This is the version of prodigy I'm using: prodigy-1.11.4-cp39-cp39-linux_x86_64.whl

And as another question: For all the argument I'm passing as None, Is it using the default implementation or disabling the method? For example if get_session_id is None, does it mean I won't be able to use session ID?

Thanks
Thibault

ines · October 14, 2021, 11:06am

Ah, sorry, looks like we forgot to update that. Just pushed an update to the site – the expected signature is this:

controller = Controller(dataset, view_id, stream, update, db,
                        progress, on_load, on_exit, before_db,
                        validate_answer, get_session_id, exclude,
                        config, None)

No, the arguments here corresponds to what you would (or wouldn't) return by your recipe as a dictionary. So passing in None for update, before_db or get_session_id is the equivalent of not returning this config setting by your recipe.

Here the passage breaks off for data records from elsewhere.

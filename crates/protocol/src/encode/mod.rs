//! Packet encoders
//!
//! Every encoder writes one complete packet, code included, into a
//! `BytesMut`. Optional fields are gated on the negotiated revision passed
//! in by the caller.
//!
//! - `client` - packets the driver sends (hello, query, data, ping, cancel)
//! - `server` - packets a server sends; used by test servers
//!
//! # Usage
//!
//! ```ignore
//! use chwire_protocol::encode::{encode_data, encode_query};
//!
//! let mut buf = BytesMut::new();
//! encode_query(&mut buf, &query, revision)?;
//! encode_data(&mut buf, "", &Block::new(), revision);
//! ```

mod client;
mod server;

pub use client::{encode_addendum, encode_cancel, encode_data, encode_hello, encode_ping, encode_query};
pub use server::encode_server_packet;
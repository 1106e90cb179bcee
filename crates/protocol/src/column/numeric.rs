//! Fixed-width numeric columns

use std::fmt;

use bytes::{Buf, BufMut, BytesMut};

use super::Column;
use crate::wire::{ensure, fixed_len};
use crate::{ColumnType, ProtocolError, Result, Value};

/// Scalar stored little-endian on the wire
pub trait Number: Copy + Default + fmt::Debug + Send + Sync + 'static {
    /// Encoded width in bytes
    const WIDTH: usize;

    /// Convert a value, `None` if it does not fit
    fn coerce(value: &Value) -> Option<Self>;

    /// Wrap back into a `Value`
    fn into_value(self) -> Value;

    fn put(self, buf: &mut BytesMut);

    /// Read one scalar; the caller has checked the width
    fn get(buf: &mut &[u8]) -> Self;
}

macro_rules! impl_integer {
    ($($ty:ty => $variant:ident, $put:ident, $get:ident;)*) => {
        $(
            impl Number for $ty {
                const WIDTH: usize = std::mem::size_of::<$ty>();

                #[inline]
                fn coerce(value: &Value) -> Option<Self> {
                    value.as_i128().and_then(|v| <$ty>::try_from(v).ok())
                }

                #[inline]
                fn into_value(self) -> Value {
                    Value::$variant(self)
                }

                #[inline]
                fn put(self, buf: &mut BytesMut) {
                    buf.$put(self);
                }

                #[inline]
                fn get(buf: &mut &[u8]) -> Self {
                    buf.$get()
                }
            }
        )*
    };
}

impl_integer! {
    u8 => UInt8, put_u8, get_u8;
    u16 => UInt16, put_u16_le, get_u16_le;
    u32 => UInt32, put_u32_le, get_u32_le;
    u64 => UInt64, put_u64_le, get_u64_le;
    i8 => Int8, put_i8, get_i8;
    i16 => Int16, put_i16_le, get_i16_le;
    i32 => Int32, put_i32_le, get_i32_le;
    i64 => Int64, put_i64_le, get_i64_le;
}

impl Number for f32 {
    const WIDTH: usize = 4;

    #[inline]
    fn coerce(value: &Value) -> Option<Self> {
        value.as_f64().map(|v| v as f32)
    }

    #[inline]
    fn into_value(self) -> Value {
        Value::Float32(self)
    }

    #[inline]
    fn put(self, buf: &mut BytesMut) {
        buf.put_f32_le(self);
    }

    #[inline]
    fn get(buf: &mut &[u8]) -> Self {
        buf.get_f32_le()
    }
}

impl Number for f64 {
    const WIDTH: usize = 8;

    #[inline]
    fn coerce(value: &Value) -> Option<Self> {
        value.as_f64()
    }

    #[inline]
    fn into_value(self) -> Value {
        Value::Float64(self)
    }

    #[inline]
    fn put(self, buf: &mut BytesMut) {
        buf.put_f64_le(self);
    }

    #[inline]
    fn get(buf: &mut &[u8]) -> Self {
        buf.get_f64_le()
    }
}

/// Integer or float column
#[derive(Debug, Clone)]
pub struct NumberColumn<T: Number> {
    ty: ColumnType,
    data: Vec<T>,
}

impl<T: Number> NumberColumn<T> {
    pub fn new(ty: ColumnType) -> Self {
        Self {
            ty,
            data: Vec::new(),
        }
    }

    /// Buffered values
    #[inline]
    pub fn values(&self) -> &[T] {
        &self.data
    }
}

impl<T: Number> Column for NumberColumn<T> {
    fn column_type(&self) -> &ColumnType {
        &self.ty
    }

    fn rows(&self) -> usize {
        self.data.len()
    }

    fn append(&mut self, value: Value) -> Result<()> {
        let v = T::coerce(&value).ok_or_else(|| ProtocolError::type_mismatch(&self.ty, &value))?;
        self.data.push(v);
        Ok(())
    }

    fn append_default(&mut self) {
        self.data.push(T::default());
    }

    fn row(&self, index: usize) -> Option<Value> {
        self.data.get(index).map(|v| v.into_value())
    }

    fn truncate(&mut self, rows: usize) {
        self.data.truncate(rows);
    }

    fn encode(&self, buf: &mut BytesMut) {
        buf.reserve(self.data.len() * T::WIDTH);
        for v in &self.data {
            v.put(buf);
        }
    }

    fn decode(&mut self, buf: &mut &[u8], rows: usize) -> Result<()> {
        ensure(buf, fixed_len(rows, T::WIDTH)?)?;
        self.data.reserve(rows);
        for _ in 0..rows {
            self.data.push(T::get(buf));
        }
        Ok(())
    }

    fn clone_empty(&self) -> Box<dyn Column> {
        Box::new(Self::new(self.ty.clone()))
    }
}

/// `Bool` column, one byte per row
#[derive(Debug, Clone)]
pub struct BoolColumn {
    ty: ColumnType,
    data: Vec<bool>,
}

impl Default for BoolColumn {
    fn default() -> Self {
        Self::new()
    }
}

impl BoolColumn {
    pub fn new() -> Self {
        Self {
            ty: ColumnType::Bool,
            data: Vec::new(),
        }
    }
}

impl Column for BoolColumn {
    fn column_type(&self) -> &ColumnType {
        &self.ty
    }

    fn rows(&self) -> usize {
        self.data.len()
    }

    fn append(&mut self, value: Value) -> Result<()> {
        let v = match value {
            Value::Bool(b) => b,
            ref other => match other.as_i128() {
                Some(0) => false,
                Some(1) => true,
                _ => return Err(ProtocolError::type_mismatch(&self.ty, other)),
            },
        };
        self.data.push(v);
        Ok(())
    }

    fn append_default(&mut self) {
        self.data.push(false);
    }

    fn row(&self, index: usize) -> Option<Value> {
        self.data.get(index).map(|&b| Value::Bool(b))
    }

    fn truncate(&mut self, rows: usize) {
        self.data.truncate(rows);
    }

    fn encode(&self, buf: &mut BytesMut) {
        for &b in &self.data {
            buf.put_u8(u8::from(b));
        }
    }

    fn decode(&mut self, buf: &mut &[u8], rows: usize) -> Result<()> {
        ensure(buf, rows)?;
        self.data.extend(buf[..rows].iter().map(|&b| b != 0));
        buf.advance(rows);
        Ok(())
    }

    fn clone_empty(&self) -> Box<dyn Column> {
        Box::new(Self::new())
    }
}
//! Date and DateTime columns
//!
//! `Date` is stored as days since 1970-01-01 (u16), `DateTime` as seconds
//! since the Unix epoch (u32). The timezone of `DateTime('tz')` only affects
//! how the server renders values; the stored instant is always UTC.

use bytes::{Buf, BufMut, BytesMut};
use chrono::{DateTime, NaiveDate, Utc};

use super::Column;
use crate::wire::{ensure, fixed_len};
use crate::{ColumnType, ProtocolError, Result, Value};

fn epoch() -> NaiveDate {
    NaiveDate::from_ymd_opt(1970, 1, 1).unwrap_or_default()
}

/// `Date` column
#[derive(Debug, Clone)]
pub struct DateColumn {
    ty: ColumnType,
    data: Vec<u16>,
}

impl Default for DateColumn {
    fn default() -> Self {
        Self::new()
    }
}

impl DateColumn {
    pub fn new() -> Self {
        Self {
            ty: ColumnType::Date,
            data: Vec::new(),
        }
    }

    fn coerce(value: &Value) -> Option<u16> {
        match value {
            Value::Date(date) => {
                let days = date.signed_duration_since(epoch()).num_days();
                u16::try_from(days).ok()
            }
            other => other.as_i128().and_then(|v| u16::try_from(v).ok()),
        }
    }
}

impl Column for DateColumn {
    fn column_type(&self) -> &ColumnType {
        &self.ty
    }

    fn rows(&self) -> usize {
        self.data.len()
    }

    fn append(&mut self, value: Value) -> Result<()> {
        let days = Self::coerce(&value).ok_or_else(|| ProtocolError::type_mismatch(&self.ty, &value))?;
        self.data.push(days);
        Ok(())
    }

    fn append_default(&mut self) {
        self.data.push(0);
    }

    fn row(&self, index: usize) -> Option<Value> {
        let days = *self.data.get(index)?;
        epoch()
            .checked_add_days(chrono::Days::new(u64::from(days)))
            .map(Value::Date)
    }

    fn truncate(&mut self, rows: usize) {
        self.data.truncate(rows);
    }

    fn encode(&self, buf: &mut BytesMut) {
        buf.reserve(self.data.len() * 2);
        for &days in &self.data {
            buf.put_u16_le(days);
        }
    }

    fn decode(&mut self, buf: &mut &[u8], rows: usize) -> Result<()> {
        ensure(buf, fixed_len(rows, 2)?)?;
        self.data.reserve(rows);
        for _ in 0..rows {
            self.data.push(buf.get_u16_le());
        }
        Ok(())
    }

    fn clone_empty(&self) -> Box<dyn Column> {
        Box::new(Self::new())
    }
}

/// `DateTime` / `DateTime('tz')` column
#[derive(Debug, Clone)]
pub struct DateTimeColumn {
    ty: ColumnType,
    data: Vec<u32>,
}

impl DateTimeColumn {
    pub fn new(timezone: Option<String>) -> Self {
        Self {
            ty: ColumnType::DateTime(timezone),
            data: Vec::new(),
        }
    }

    fn coerce(value: &Value) -> Option<u32> {
        match value {
            Value::DateTime(dt) => u32::try_from(dt.timestamp()).ok(),
            other => other.as_i128().and_then(|v| u32::try_from(v).ok()),
        }
    }
}

impl Column for DateTimeColumn {
    fn column_type(&self) -> &ColumnType {
        &self.ty
    }

    fn rows(&self) -> usize {
        self.data.len()
    }

    fn append(&mut self, value: Value) -> Result<()> {
        let secs = Self::coerce(&value).ok_or_else(|| ProtocolError::type_mismatch(&self.ty, &value))?;
        self.data.push(secs);
        Ok(())
    }

    fn append_default(&mut self) {
        self.data.push(0);
    }

    fn row(&self, index: usize) -> Option<Value> {
        let secs = *self.data.get(index)?;
        DateTime::<Utc>::from_timestamp(i64::from(secs), 0).map(Value::DateTime)
    }

    fn truncate(&mut self, rows: usize) {
        self.data.truncate(rows);
    }

    fn encode(&self, buf: &mut BytesMut) {
        buf.reserve(self.data.len() * 4);
        for &secs in &self.data {
            buf.put_u32_le(secs);
        }
    }

    fn decode(&mut self, buf: &mut &[u8], rows: usize) -> Result<()> {
        ensure(buf, fixed_len(rows, 4)?)?;
        self.data.reserve(rows);
        for _ in 0..rows {
            self.data.push(buf.get_u32_le());
        }
        Ok(())
    }

    fn clone_empty(&self) -> Box<dyn Column> {
        Box::new(Self {
            ty: self.ty.clone(),
            data: Vec::new(),
        })
    }
}
//! chwire-loader - bulk insert load generator
//!
//! Runs P concurrent tasks, each sending I batches of R rows into a
//! `(DateTime, UInt64)` table through one connection pool.
//!
//! # Usage
//!
//! ```bash
//! # CREATE TABLE example (ts DateTime, id UInt64) ENGINE = MergeTree ORDER BY id
//! chwire-loader --addr 127.0.0.1:9000 --table example --concurrency 16 --inserts 10 --rows 100000
//!
//! # several loaders against one table, ids stay disjoint
//! chwire-loader --config loader.toml --node 0
//! chwire-loader --config loader.toml --node 1
//! ```

mod options;
mod workload;

use std::path::PathBuf;

use anyhow::{Context, Result};
use chwire_client::Pool;
use chwire_config::{Config, LogConfig, LogFormat, LogLevel};
use clap::Parser;
use tokio_util::sync::CancellationToken;
use tracing::{info, warn};
use tracing_subscriber::{EnvFilter, fmt, prelude::*};

use crate::workload::Workload;

/// Bulk insert load generator
#[derive(Parser, Debug)]
#[command(name = "chwire-loader")]
#[command(version, about, long_about = None)]
struct Cli {
    /// Path to configuration file
    #[arg(short, long, env = "CHWIRE_CONFIG")]
    config: Option<PathBuf>,

    /// Server address, host:port
    #[arg(long)]
    addr: Option<String>,

    #[arg(long)]
    database: Option<String>,

    /// Target table with (DateTime, UInt64) columns
    #[arg(long)]
    table: Option<String>,

    /// Concurrent insert tasks (P)
    #[arg(short = 'p', long)]
    concurrency: Option<usize>,

    /// Batches per task (I)
    #[arg(short, long)]
    inserts: Option<usize>,

    /// Rows per batch (R)
    #[arg(short, long)]
    rows: Option<usize>,

    /// Node index, keeps ids disjoint between loaders
    #[arg(short, long)]
    node: Option<u64>,

    /// Log level (trace, debug, info, warn, error). Overrides config file.
    #[arg(short, long)]
    log_level: Option<LogLevel>,

    /// Log as JSON lines
    #[arg(long)]
    json: bool,
}

impl Cli {
    /// Command-line flags win over the config file
    fn apply(&self, config: &mut Config) {
        if let Some(addr) = &self.addr {
            config.clickhouse.addr = addr.clone();
        }
        if let Some(database) = &self.database {
            config.clickhouse.database = database.clone();
        }
        if let Some(table) = &self.table {
            config.loader.table = table.clone();
        }
        if let Some(concurrency) = self.concurrency {
            config.loader.concurrency = concurrency;
            // one connection per task
            config.pool.max_open_conns = config.pool.max_open_conns.max(concurrency);
        }
        if let Some(inserts) = self.inserts {
            config.loader.inserts = inserts;
        }
        if let Some(rows) = self.rows {
            config.loader.rows = rows;
        }
        if let Some(node) = self.node {
            config.loader.node = node;
        }
        if let Some(level) = self.log_level {
            config.log.level = level;
        }
        if self.json {
            config.log.format = LogFormat::Json;
        }
    }
}

#[tokio::main]
async fn main() -> Result<()> {
    let cli = Cli::parse();

    let mut config = match &cli.config {
        Some(path) => Config::from_file(path)?,
        None => Config::default(),
    };
    cli.apply(&mut config);
    config.validate().context("invalid configuration")?;

    init_logging(&config.log)?;

    let workload = Workload::from(&config.loader);
    info!(
        addr = %config.clickhouse.addr,
        database = %config.clickhouse.database,
        table = %workload.table,
        concurrency = workload.concurrency,
        inserts = workload.inserts,
        rows = workload.rows,
        node = workload.node,
        "starting load"
    );

    let pool = Pool::new(options::client_options(&config));
    let cancel = CancellationToken::new();
    tokio::spawn({
        let cancel = cancel.clone();
        async move {
            if tokio::signal::ctrl_c().await.is_ok() {
                warn!("interrupted, stopping after current batches");
                cancel.cancel();
            }
        }
    });

    let result = workload::run(&pool, workload, cancel).await;
    pool.close();
    let report = result?;

    info!(
        rows = report.rows,
        batches = report.batches,
        elapsed_ms = report.elapsed.as_millis() as u64,
        rows_per_sec = report.rows_per_sec().round() as u64,
        cancelled = report.cancelled,
        "load finished"
    );
    Ok(())
}

/// Install the tracing subscriber; `RUST_LOG` overrides the config
fn init_logging(log: &LogConfig) -> Result<()> {
    let filter = match std::env::var(EnvFilter::DEFAULT_ENV) {
        Ok(directives) => EnvFilter::try_new(directives),
        Err(_) => EnvFilter::try_new(log.directives()),
    }
    .or_else(|_| EnvFilter::try_new("info"))
    .map_err(|e| anyhow::anyhow!("invalid log filter: {}", e))?;

    let registry = tracing_subscriber::registry().with(filter);
    match log.format {
        LogFormat::Console => registry
            .with(fmt::layer().with_target(true).with_thread_ids(false))
            .init(),
        LogFormat::Json => registry.with(fmt::layer().json()).init(),
    }

    Ok(())
}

Prodigy will then fall back to the default.

thibault · October 15, 2021, 11:31am

Thank you for the updates! It does work like I was expecting!

Just to understand the get_questions: It's mostly calling the stream iterator batch_size time (in the case of feed_overlap=True ) and skip all the annotations already done using the exclude parameter.

It raises 2 questions:

Are the hashes for a given question the same for all sessions? (The answer seems to be yes but i wanted to confirm)
If I override the get_questions method, do I get any benefit of defining a stream + extra logic in get_questions? Or could I just override the get_questions method to retrieve my data and forget about the stream? I wonder if this streamis used in other places...As it seems it's just an iterator that can be calling a random API, I'd be tempted to say that get_questions is the only place calling it..., is that a correct assumption?

Thanks for the quick replies
Thibault

ines · October 18, 2021, 9:26am

By default, yes.

In theory, this is really the only relevant method that's called from the API, so if you override that, it should work. The only thing that might be off is the progress, so you probably want to provide a custom progress function as well.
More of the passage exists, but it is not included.